Suddenly you are no more there. WHAT A LOSS!!!. But our heavenly Father knows what is best for us all, even when us mortals think it is too soon for you to embark on this final journey to eternal rest.
Funto may your gentle soul Rest in Perfect Peace
A jolly good fellow
I saw Funto Akinkugbe in my office about 2 years ago; I hadn't seen him in over 15 years. He still had the 'All Saint's' look. He hadn't changed and I was surprised that he recognized me instantly. He called me by my full name and we talked like there hadn't been any separation. We picked up from the last time we saw, went down memory lane and Funto was just natural. He was himself; no airs, no fake attitude, very genuine. He was a jolly good fellow!
We have lost a gem but God gained an angel. My heart goes to his wife - Bukky, siblings -Olumbe &co, family and loved one's. Take heart, I pray God gives you the strength to bear this loss. Funto is now an angel and I'm sure he's smiling down at us.
Rest in perfect peace bro! God loves you more
You rode in with a smile...
... rode right across my heart, left cycle tracks of friendship, then rode out again...
Funto dear,
Unlike many others, I have no specific memories of insightful conversations or meaningful visits to share, I just have a deep sense of loss at your passing, so much so, I am overwhelmed with sadness.
I don't remember the day we met, I just know that it was on a Saturday ride... You were encouraging, funny, full of life with a voice that boomed across the peleton and made me smile, with a whistle that reminded me of Carnival in London, and terminology, ("CupCakes") that reminded me of why I needed to ride to lose weight!!!
At the time, you were generous enough to let me think I could ride with the big boys, (as I call all you A-team riders), but that was just you... so very encouraging, so inclusive, so sensitive to those weaker than you, so kind, so funny, so generous... so many words to describe you and yet so few!!!
Then you were my In-Law, (or rather, my In-Law's cousin), and my Aburo, so you were family... That only made you more special in my eyes!
Truth is, I will miss you Funto, very much, especially the fact that no matter how good I get now, I will never have the opportunity to ride with you in this life again!
That said, the BEST thing about you is that as you were an unapologetic follower of Christ, I will get to ride with you one day, whenever the LORD calls me home too.

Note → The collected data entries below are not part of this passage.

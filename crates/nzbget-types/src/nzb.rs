//! NZB document metadata.
//!
//! Only the parts needed to submit a document are read: the `<head>` metadata (for the job name)
//! and enough of the body to report its size. Segment payloads are never inspected.

use quick_xml::{
    Decoder, Reader,
    events::{BytesStart, Event},
};

use crate::NzbGetError;

/// Metadata read from an NZB document.
#[derive(Debug, Clone, Default, PartialEq, Eq)]
pub struct NzbMetadata {
    /// Value of `<meta type="name">`, if present and non-empty.
    pub name: Option<String>,
    /// All `<meta>` entries of the head, in document order.
    pub meta: Vec<(String, String)>,
    /// Number of `<file>` entries.
    pub files: usize,
    /// Number of `<segment>` entries across all files.
    pub segments: usize,
    /// Sum of the declared segment sizes.
    pub total_bytes: u64,
}

/// Parse an NZB document.
///
/// Text is decoded with the encoding the XML declaration names, so Latin-1 and other legacy
/// documents are read as they are. Fails when the content is not well-formed XML, is truncated,
/// or its root element is not `nzb`.
pub fn parse_nzb(content: &[u8]) -> Result<NzbMetadata, NzbGetError> {
    let mut reader = Reader::from_reader(content);
    reader.config_mut().trim_text(true);

    let mut scan = Scan::default();
    let mut buf = Vec::new();
    loop {
        let event = match reader.read_event_into(&mut buf) {
            Ok(event) => event,
            Err(e) => {
                return Err(invalid(format!(
                    "malformed XML at position {}: {e}",
                    reader.error_position()
                )));
            }
        };
        let decoder = reader.decoder();

        match event {
            Event::Start(e) => {
                scan.open(&e, decoder)?;
                scan.depth += 1;
            }
            Event::Empty(e) => {
                scan.open(&e, decoder)?;
                scan.close(e.local_name().as_ref());
            }
            Event::End(e) => {
                scan.depth = scan.depth.saturating_sub(1);
                scan.close(e.local_name().as_ref());
            }
            Event::Text(t) => {
                if scan.meta_type.is_some() {
                    let text = t.unescape().map_err(|e| invalid(e.to_string()))?;
                    scan.meta_text.push_str(&text);
                }
            }
            Event::CData(c) => {
                if scan.meta_type.is_some() {
                    let text = decoder.decode(&c).map_err(|e| invalid(e.to_string()))?;
                    scan.meta_text.push_str(&text);
                }
            }
            Event::Eof => break,
            _ => {}
        }
        buf.clear();
    }

    if !scan.saw_root {
        return Err(invalid("document has no root element"));
    }
    if scan.depth != 0 {
        return Err(invalid("document is truncated"));
    }

    Ok(scan.metadata)
}

fn invalid(message: impl Into<String>) -> NzbGetError {
    NzbGetError::InvalidNzb(message.into())
}

#[derive(Default)]
struct Scan {
    metadata: NzbMetadata,
    saw_root: bool,
    depth: usize,
    in_head: bool,
    meta_type: Option<String>,
    meta_text: String,
}

impl Scan {
    fn open(&mut self, e: &BytesStart<'_>, decoder: Decoder) -> Result<(), NzbGetError> {
        let name = e.local_name();
        if !self.saw_root {
            if name.as_ref() != b"nzb" {
                return Err(invalid(format!(
                    "root element is <{}>, expected <nzb>",
                    String::from_utf8_lossy(name.as_ref())
                )));
            }
            self.saw_root = true;
            return Ok(());
        }

        match name.as_ref() {
            b"head" => self.in_head = true,
            b"meta" if self.in_head => {
                let kind = match e
                    .try_get_attribute("type")
                    .map_err(|e| invalid(e.to_string()))?
                {
                    Some(attr) => attr
                        .decode_and_unescape_value(decoder)
                        .map_err(|e| invalid(e.to_string()))?
                        .into_owned(),
                    None => String::new(),
                };
                self.meta_type = Some(kind);
                self.meta_text.clear();
            }
            b"file" => self.metadata.files += 1,
            b"segment" => {
                self.metadata.segments += 1;
                let bytes = e
                    .try_get_attribute("bytes")
                    .ok()
                    .flatten()
                    .and_then(|attr| {
                        attr.decode_and_unescape_value(decoder)
                            .ok()?
                            .trim()
                            .parse::<u64>()
                            .ok()
                    });
                self.metadata.total_bytes += bytes.unwrap_or(0);
            }
            _ => {}
        }
        Ok(())
    }

    fn close(&mut self, name: &[u8]) {
        match name {
            b"head" => self.in_head = false,
            b"meta" => {
                if let Some(kind) = self.meta_type.take() {
                    let value = self.meta_text.trim().to_string();
                    if kind == "name" && self.metadata.name.is_none() && !value.is_empty() {
                        self.metadata.name = Some(value.clone());
                    }
                    self.metadata.meta.push((kind, value));
                }
            }
            _ => {}
        }
    }
}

Sleep well Funto, Cycology will not be the same without. We will learn to live with the vacuum that you have left behind, but no-one will ever take the place of you in our hearts.
Big bird
I was at cross roads in my life when you stepped in and took up the role of mentor and confidant. You asked me how I was doing and I gave the typical response that all was well but you saw past that and pushed until I opened up and from then on life became less intimidating because by believing in me you had convinced me that I could take on the world. You took me on as your latest project; so many plans.
You had a way of making each and every person feel special. Even on Friday when you when you had taken a turn for the worse you were still more concerned about me and my silly problems. I will never be able to watch Big bird on Sesame Street without seeing your face. And I will put that mind to work, that mind you thought analysed things from a totally different angle. To think we had an appointment for today.
Rest in peace the big bird who helped everyone possible find a way.
You didn't have to but you did it anyway...
Dear Funto,
I met you through my brother and for whatever reason, you took to me like your sister (it turns out this is your nature as you made everyone feel special). When you discovered I was job hunting, you made recommendations and sent me opportunities, one of which I eventually accepted. You even suggested business ideas once you honed in on my talents. I will never forget you. Thank you for being a loyal friend. Sun re o!
Mr Fix-it
Ha 'Fun-to!' Why now? You were many things to different people - warm, jovial, fun to be with, sociable, full of life, hard-working, etc . To me, you were everything including 'Mr Fix-it'; 'Mr Motivator'; 'business connector' (had a penchant for linking business contacts et al whenever an opportunity presents itself).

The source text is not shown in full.